Jedem das Seine

Als ich nach mei­nem Ableben end­lich in der Hölle ankam, trau­te ich mei­nen Augen nicht. Man beschrieb mir die Hölle als Ort der Folter, des Schmerzes und vor allem des Feuers.
Doch nichts dergleichen.
Es war hell und ange­nehm warm. Es duf­te­te frisch. Die „Bewohner” lüm­mel­ten sich auf grü­nen Wiesen, schwam­men nackt in kla­ren Seen, spiel­ten ver­gnügt, lab­ten sich an feins­ten Speisen und Getränken und freu­ten sich des Todes.
Der Dämon, der mich an der Höllenpforte emp­fan­gen hat­te, sah mei­ne Verwunderung, für den dies wahr­schein­lich nichts Neues war und deu­te­te mir an zu folgen.
Verstört und ver­zückt zugleich, ob der fröh­li­chen Menschen tat ich, wie mir geheis­sen war und die Kreatur des Teufels trat vor eine schwe­re Holztür.
Mit der Geste eines Showmasters, der einem den Hauptgewinn prä­sen­tiert, öff­ne­te er die Tür.
Ich wich unwill­kür­lich einen Schritt zurück, als ich erblick­te, was die Tür zuvor verbarg.
Ja.
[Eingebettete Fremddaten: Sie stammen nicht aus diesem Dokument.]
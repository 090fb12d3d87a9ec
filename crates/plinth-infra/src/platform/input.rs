// Copyright 2025 eraflo
//
// Licensed under the Apache License, Version 2.0 (the "License");
// you may not use this file except in compliance with the License.
// You may obtain a copy of the License at
//
//     http://www.apache.org/licenses/LICENSE-2.0
//
// Unless required by applicable law or agreed to in writing, software
// distributed under the License is distributed on an "AS IS" BASIS,
// WITHOUT WARRANTIES OR CONDITIONS OF ANY KIND, either express or implied.
// See the License for the specific language governing permissions and
// limitations under the License.

//! Translation from `winit` window events to the viewer's backend-agnostic
//! input events.

use plinth_core::platform::{InputEvent, MouseButton};
use winit::event::{ElementState, MouseButton as WinitMouseButton, MouseScrollDelta, WindowEvent};
use winit::keyboard::{KeyCode, PhysicalKey};

/// Translates a `winit::event::WindowEvent` into an [`InputEvent`].
///
/// Events that are not direct user input (resizing, focus changes, ...) give
/// `None`. Key repeats are dropped so a held `H` toggles the panel once.
pub fn translate_winit_input(event: &WindowEvent) -> Option<InputEvent> {
    match event {
        WindowEvent::KeyboardInput {
            event: key_event, ..
        } => {
            let PhysicalKey::Code(keycode) = key_event.physical_key else {
                return None;
            };
            let key_code = map_keycode_to_string(keycode);
            match key_event.state {
                ElementState::Pressed if !key_event.repeat => Some(InputEvent::KeyPressed { key_code }),
                ElementState::Released => Some(InputEvent::KeyReleased { key_code }),
                _ => None,
            }
        }
        WindowEvent::CursorMoved { position, .. } => Some(InputEvent::MouseMoved {
            x: position.x as f32,
            y: position.y as f32,
        }),
        WindowEvent::CursorLeft { .. } => Some(InputEvent::CursorLeft),
        WindowEvent::MouseInput { state, button, .. } => {
            let button = map_mouse_button(*button);
            match state {
                ElementState::Pressed => Some(InputEvent::MouseButtonPressed { button }),
                ElementState::Released => Some(InputEvent::MouseButtonReleased { button }),
            }
        }
        WindowEvent::MouseWheel { delta, .. } => {
            let (dx, dy): (f32, f32) = match delta {
                MouseScrollDelta::LineDelta(x, y) => (*x, *y),
                MouseScrollDelta::PixelDelta(pos) => (pos.x as f32, pos.y as f32),
            };
            if dx != 0.0 || dy != 0.0 {
                Some(InputEvent::MouseWheelScrolled {
                    delta_x: dx,
                    delta_y: dy,
                })
            } else {
                None
            }
        }
        _ => None,
    }
}

fn map_keycode_to_string(keycode: KeyCode) -> String {
    format!("{keycode:?}")
}

fn map_mouse_button(button: WinitMouseButton) -> MouseButton {
    match button {
        WinitMouseButton::Left => MouseButton::Left,
        WinitMouseButton::Right => MouseButton::Right,
        WinitMouseButton::Middle => MouseButton::Middle,
        WinitMouseButton::Back => MouseButton::Back,
        WinitMouseButton::Forward => MouseButton::Forward,
        WinitMouseButton::Other(id) => MouseButton::Other(id),
    }
}

#[cfg(test)]
mod tests {
    use super::*;
    use winit::dpi::PhysicalPosition;
    use winit::event::{DeviceId, TouchPhase};

    #[test]
    fn test_map_keycode_simple() {
        assert_eq!(map_keycode_to_string(KeyCode::KeyH), "KeyH");
        assert_eq!(map_keycode_to_string(KeyCode::Digit1), "Digit1");
        assert_eq!(map_keycode_to_string(KeyCode::Space), "Space");
    }

    #[test]
    fn test_map_mouse_button() {
        assert_eq!(map_mouse_button(WinitMouseButton::Left), MouseButton::Left);
        assert_eq!(map_mouse_button(WinitMouseButton::Middle), MouseButton::Middle);
        assert_eq!(map_mouse_button(WinitMouseButton::Other(8)), MouseButton::Other(8));
    }

    #[test]
    fn test_translate_mouse_buttons() {
        let pressed = WindowEvent::MouseInput {
            device_id: DeviceId::dummy(),
            state: ElementState::Pressed,
            button: WinitMouseButton::Left,
        };
        assert_eq!(
            translate_winit_input(&pressed),
            Some(InputEvent::MouseButtonPressed {
                button: MouseButton::Left
            })
        );

        let released = WindowEvent::MouseInput {
            device_id: DeviceId::dummy(),
            state: ElementState::Released,
            button: WinitMouseButton::Right,
        };
        assert_eq!(
            translate_winit_input(&released),
            Some(InputEvent::MouseButtonReleased {
                button: MouseButton::Right
            })
        );
    }

    #[test]
    fn test_translate_cursor_moved_and_left() {
        let moved = WindowEvent::CursorMoved {
            device_id: DeviceId::dummy(),
            position: PhysicalPosition::new(100.5, 200.75),
        };
        assert_eq!(
            translate_winit_input(&moved),
            Some(InputEvent::MouseMoved { x: 100.5, y: 200.75 })
        );

        let left = WindowEvent::CursorLeft {
            device_id: DeviceId::dummy(),
        };
        assert_eq!(translate_winit_input(&left), Some(InputEvent::CursorLeft));
    }

    #[test]
    fn test_translate_mouse_wheel() {
        let line = WindowEvent::MouseWheel {
            device_id: DeviceId::dummy(),
            delta: MouseScrollDelta::LineDelta(-1.0, 2.0),
            phase: TouchPhase::Moved,
        };
        assert_eq!(
            translate_winit_input(&line),
            Some(InputEvent::MouseWheelScrolled {
                delta_x: -1.0,
                delta_y: 2.0
            })
        );

        let pixels = WindowEvent::MouseWheel {
            device_id: DeviceId::dummy(),
            delta: MouseScrollDelta::PixelDelta(PhysicalPosition::new(5.5, -10.0)),
            phase: TouchPhase::Moved,
        };
        assert_eq!(
            translate_winit_input(&pixels),
            Some(InputEvent::MouseWheelScrolled {
                delta_x: 5.5,
                delta_y: -10.0
            })
        );

        let still = WindowEvent::MouseWheel {
            device_id: DeviceId::dummy(),
            delta: MouseScrollDelta::LineDelta(0.0, 0.0),
            phase: TouchPhase::Moved,
        };
        assert_eq!(translate_winit_input(&still), None);
    }

    #[test]
    fn test_translate_non_input_returns_none() {
        assert_eq!(
            translate_winit_input(&WindowEvent::Resized(winit::dpi::PhysicalSize::new(100, 100))),
            None
        );
        assert_eq!(translate_winit_input(&WindowEvent::Focused(true)), None);
        assert_eq!(translate_winit_input(&WindowEvent::CloseRequested), None);
    }
}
Genau, dies war, was ich mir unter der Hölle vor­ge­stellt hatte.
Dunkelheit, ledig­lich erhellt von hei­ßen Lavaquellen und ‑tüm­peln in denen Menschen vor Pein mar­kerschüt­ternd kreisch­ten. Folterung und Schmerz. Es war ein grau­en­vol­ler Kontrast zu dem hel­len freund­li­chen Ort, der mir zuerst gezeigt wurde.
Panik stieg in mir hoch. Sollte ich wohl doch hier­her gebracht werden?
Der Dämon schien mei­ne Angst zu spü­ren und er leg­te mir die Hand auf die Schulter.
Ich zuck­te zusam­men, doch bemerk­te ich, dass der Druck der Pranke mil­de war. Fast freundschaftlich.
Stumm zeig­te er auf die bedau­erns­wer­ten Kreaturen, sodass ich gewahr wur­de, wie die­se Seelen geklei­det waren.
Es waren Priester, Nonnen und Mönche.
Mein Verwirrung wuchs ins Unermeßliche und ich ver­such­te eine Frage zu for­mu­lie­ren, doch der Dämon kam mir mit der Antwort zuvor, so als ob er die­se bereits mil­lio­nen­fach gespro­chen hätte.

Das sind die Katholiken. Die wol­len das so.”